ASSIGNMENT ::
Using the entries that follow, please report how many lines contain the word "QueueConfig", with no other words.

──────── THE RECORDS

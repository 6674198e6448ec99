use crate::errors::BlobStoreError;
use async_trait::async_trait;
use std::collections::{HashMap, HashSet};
use std::sync::Mutex;

/// In-memory blob backend (spec §4.1). Paths are `namespace/key` strings;
/// directories are implicit prefixes, tracked only so `make_dirs`/`exists`
/// behave the way a real filesystem-backed store would.
#[async_trait]
pub trait BlobStore: Send + Sync {
    async fn exists(&self, path: &str) -> Result<bool, BlobStoreError>;
    async fn make_dirs(&self, path: &str) -> Result<(), BlobStoreError>;
    async fn write(&self, path: &str, data: Vec<u8>) -> Result<(), BlobStoreError>;
    async fn read(&self, path: &str) -> Result<Vec<u8>, BlobStoreError>;
    async fn remove(&self, path: &str) -> Result<(), BlobStoreError>;
    async fn close(&self) -> Result<(), BlobStoreError>;
}

#[derive(Default)]
struct Inner {
    files: HashMap<String, Vec<u8>>,
    dirs: HashSet<String>,
    locked: HashSet<String>,
    closed: bool,
}

/// The only `BlobStore` this crate ships: a `Mutex`-guarded in-memory map.
/// Real filesystem/S3/GCS backends are out of scope (spec Non-goals) but
/// would implement the same trait.
pub struct InMemoryBlobStore {
    inner: Mutex<Inner>,
}

impl InMemoryBlobStore {
    pub fn new() -> Self {
        Self {
            inner: Mutex::new(Inner::default()),
        }
    }

    fn parent_dirs(path: &str) -> Vec<String> {
        let mut dirs = Vec::new();
        let mut parts: Vec<&str> = path.split('/').collect();
        parts.pop();
        let mut acc = String::new();
        for part in parts {
            if acc.is_empty() {
                acc = part.to_string();
            } else {
                acc = format!("{acc}/{part}");
            }
            dirs.push(acc.clone());
        }
        dirs
    }
}

impl Default for InMemoryBlobStore {
    fn default() -> Self {
        Self::new()
    }
}

#[async_trait]
impl BlobStore for InMemoryBlobStore {
    async fn exists(&self, path: &str) -> Result<bool, BlobStoreError> {
        let inner = self.inner.lock().unwrap();
        Ok(inner.files.contains_key(path) || inner.dirs.contains(path))
    }

    async fn make_dirs(&self, path: &str) -> Result<(), BlobStoreError> {
        let mut inner = self.inner.lock().unwrap();
        if inner.closed {
            return Err(BlobStoreError::Generic("store is closed".to_string()));
        }
        for dir in Self::parent_dirs(path) {
            inner.dirs.insert(dir);
        }
        inner.dirs.insert(path.to_string());
        Ok(())
    }

    async fn write(&self, path: &str, data: Vec<u8>) -> Result<(), BlobStoreError> {
        let mut inner = self.inner.lock().unwrap();
        if inner.closed {
            return Err(BlobStoreError::Generic("store is closed".to_string()));
        }
        if inner.locked.contains(path) {
            return Err(BlobStoreError::Locked(path.to_string()));
        }
        inner.files.insert(path.to_string(), data);
        Ok(())
    }

    async fn read(&self, path: &str) -> Result<Vec<u8>, BlobStoreError> {
        let inner = self.inner.lock().unwrap();
        if inner.locked.contains(path) {
            return Err(BlobStoreError::Locked(path.to_string()));
        }
        inner
            .files
            .get(path)
            .cloned()
            .ok_or_else(|| BlobStoreError::NotFound(path.to_string()))
    }

    async fn remove(&self, path: &str) -> Result<(), BlobStoreError> {
        let mut inner = self.inner.lock().unwrap();
        if inner.locked.contains(path) {
            return Err(BlobStoreError::Locked(path.to_string()));
        }
        if inner.files.remove(path).is_none() {
            return Err(BlobStoreError::NotFound(path.to_string()));
        }
        Ok(())
    }

    async fn close(&self) -> Result<(), BlobStoreError> {
        let mut inner = self.inner.lock().unwrap();
        inner.closed = true;
        Ok(())
    }
}
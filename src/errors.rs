use poem_openapi::Object;
use serde::Serialize;

/// Renders the user-facing half of an error, keeping internals (SQL text,
/// filesystem paths, lock state) out of anything that reaches an HTTP client.
pub trait SafeDisplay {
    fn to_safe_string(&self) -> String;
}

#[derive(Debug, Clone, Serialize, Object)]
pub struct ErrorBody {
    pub error: String,
}

impl ErrorBody {
    pub fn new(message: impl Into<String>) -> Self {
        Self { error: message.into() }
    }
}

/// `BlobStore` failure taxonomy (spec §4.1).
#[derive(Debug, thiserror::Error)]
pub enum BlobStoreError {
    #[error("store is read-only")]
    ReadOnly,
    #[error("path is locked: {0}")]
    Locked(String),
    #[error("path not found: {0}")]
    NotFound(String),
    #[error("blob store error: {0}")]
    Generic(String),
}

impl SafeDisplay for BlobStoreError {
    fn to_safe_string(&self) -> String {
        match self {
            BlobStoreError::ReadOnly => "store is read-only".to_string(),
            BlobStoreError::Locked(path) => format!("path is locked: {path}"),
            BlobStoreError::NotFound(path) => format!("path not found: {path}"),
            BlobStoreError::Generic(_) => "internal storage error".to_string(),
        }
    }
}

/// Raised when a lookup by path finds nothing, independent of the blob store
/// layer (e.g. metadata-only lookups). Mirrors spec §7's
/// `PathNotFoundException`.
#[derive(Debug, thiserror::Error)]
#[error("path not found: {path}")]
pub struct PathNotFoundError {
    pub path: String,
}

/// Raised by `JobQueue` admission control. Mirrors spec §7's
/// `ServerLimitException`.
#[derive(Debug, thiserror::Error)]
#[error("{message} (limit={limit}, current={current})")]
pub struct ServerLimitError {
    pub message: String,
    pub limit: usize,
    pub current: usize,
}

/// `MetadataStore` failure taxonomy (spec §4.4).
#[derive(Debug, thiserror::Error)]
pub enum MetadataStoreError {
    #[error(transparent)]
    Database(#[from] sqlx::Error),
    #[error(transparent)]
    Migration(#[from] sqlx::migrate::MigrateError),
    #[error("transaction failed after retries: {0}")]
    RetriesExhausted(String),
}

impl SafeDisplay for MetadataStoreError {
    fn to_safe_string(&self) -> String {
        match self {
            MetadataStoreError::Database(_) => "internal metadata store error".to_string(),
            MetadataStoreError::Migration(_) => "internal metadata store error".to_string(),
            MetadataStoreError::RetriesExhausted(_) => {
                "metadata store unavailable, please retry".to_string()
            }
        }
    }
}

/// Failure connecting the backing pool or running its migrations at startup
/// (spec §6 "relational metadata store"). Kept separate from
/// `MetadataStoreError` since it only ever occurs once, during bootstrap.
#[derive(Debug, thiserror::Error)]
pub enum DbError {
    #[error(transparent)]
    Connect(#[from] sqlx::Error),
    #[error(transparent)]
    Migrate(#[from] sqlx::migrate::MigrateError),
}

/// Top-level error type for the job queue core, uniting the collaborator
/// error kinds behind one enum the HTTP layer converts from.
#[derive(Debug, thiserror::Error)]
pub enum JobQueueError {
    #[error(transparent)]
    BlobStore(#[from] BlobStoreError),
    #[error(transparent)]
    PathNotFound(#[from] PathNotFoundError),
    #[error(transparent)]
    ServerLimit(#[from] ServerLimitError),
    #[error(transparent)]
    MetadataStore(#[from] MetadataStoreError),
    #[error("job {0} not found")]
    JobNotFound(uuid::Uuid),
    #[error("job {0} is not cancellable in status {1}")]
    NotCancellable(uuid::Uuid, crate::model::JobStatus),
}

impl SafeDisplay for JobQueueError {
    fn to_safe_string(&self) -> String {
        match self {
            JobQueueError::BlobStore(e) => e.to_safe_string(),
            JobQueueError::PathNotFound(e) => e.to_string(),
            JobQueueError::ServerLimit(e) => e.to_string(),
            JobQueueError::MetadataStore(e) => e.to_safe_string(),
            JobQueueError::JobNotFound(id) => format!("job {id} not found"),
            JobQueueError::NotCancellable(id, status) => {
                format!("job {id} is not cancellable in status {status}")
            }
        }
    }
}
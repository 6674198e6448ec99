use figment::providers::{Env, Format, Serialized, Toml};
use figment::Figment;
use serde::{Deserialize, Serialize};
use std::time::Duration;

/// Which SQL dialect backs `MetadataStore`. Selects both the connection
/// string parsing and the `db/migration/<dialect>` directory passed to
/// `sqlx::migrate!`.
#[derive(Debug, Clone, Serialize, Deserialize)]
#[serde(tag = "type", rename_all = "lowercase")]
pub enum DbConfig {
    Postgres(DbSqlxConfig),
    Sqlite(DbSqlxConfig),
    Mysql(DbSqlxConfig),
}

#[derive(Debug, Clone, Serialize, Deserialize)]
pub struct DbSqlxConfig {
    pub database_url: String,
    #[serde(default = "default_max_connections")]
    pub max_connections: u32,
}

fn default_max_connections() -> u32 {
    10
}

impl Default for DbConfig {
    fn default() -> Self {
        DbConfig::Sqlite(DbSqlxConfig {
            database_url: "sqlite://blob-service.db?mode=rwc".to_string(),
            max_connections: 10,
        })
    }
}

/// Job-queue admission and pruning knobs (spec §4.5/§6 configuration table).
#[derive(Debug, Clone, Serialize, Deserialize)]
pub struct QueueConfig {
    pub max_jobs: usize,
    pub max_pending_jobs: usize,
    pub workers: usize,
    #[serde(with = "humantime_serde")]
    pub blob_max_age: Duration,
    #[serde(with = "humantime_serde")]
    pub prune_interval: Duration,
    pub database_transaction_retries: u32,
    #[serde(with = "humantime_serde")]
    pub database_transaction_retry_backoff: Duration,
}

impl Default for QueueConfig {
    fn default() -> Self {
        Self {
            max_jobs: 64,
            max_pending_jobs: 256,
            workers: 8,
            blob_max_age: Duration::from_secs(3600),
            prune_interval: Duration::from_secs(30),
            database_transaction_retries: 3,
            database_transaction_retry_backoff: Duration::from_millis(100),
        }
    }
}

#[derive(Debug, Clone, Serialize, Deserialize)]
pub struct AuthConfig {
    pub jwt_secret: String,
    #[serde(with = "humantime_serde")]
    pub token_ttl: Duration,
}

impl Default for AuthConfig {
    fn default() -> Self {
        Self {
            jwt_secret: "change-me".to_string(),
            token_ttl: Duration::from_secs(24 * 3600),
        }
    }
}

#[derive(Debug, Clone, Serialize, Deserialize)]
pub struct MonitorConfig {
    #[serde(with = "humantime_serde")]
    pub sample_interval: Duration,
}

impl Default for MonitorConfig {
    fn default() -> Self {
        Self {
            sample_interval: Duration::from_secs(5),
        }
    }
}

#[derive(Debug, Clone, Serialize, Deserialize)]
pub struct HttpConfig {
    pub host: String,
    pub port: u16,
}

impl Default for HttpConfig {
    fn default() -> Self {
        Self {
            host: "0.0.0.0".to_string(),
            port: 8080,
        }
    }
}

#[derive(Debug, Clone, Serialize, Deserialize, Default)]
pub struct AppConfig {
    pub http: HttpConfig,
    pub db: DbConfig,
    pub queue: QueueConfig,
    pub auth: AuthConfig,
    pub monitor: MonitorConfig,
}

/// Builds the layered config loader: compiled-in defaults, then
/// `config/blob-service.toml` if present, then `BLOB_SERVICE_`-prefixed
/// environment variables, highest precedence last.
pub fn make_config_loader() -> Figment {
    Figment::from(Serialized::defaults(AppConfig::default()))
        .merge(Toml::file("config/blob-service.toml"))
        .merge(Env::prefixed("BLOB_SERVICE_").split("__"))
}

pub fn load_config() -> Result<AppConfig, figment::Error> {
    make_config_loader().extract()
}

────────────────

RESPONSE AREA ::
3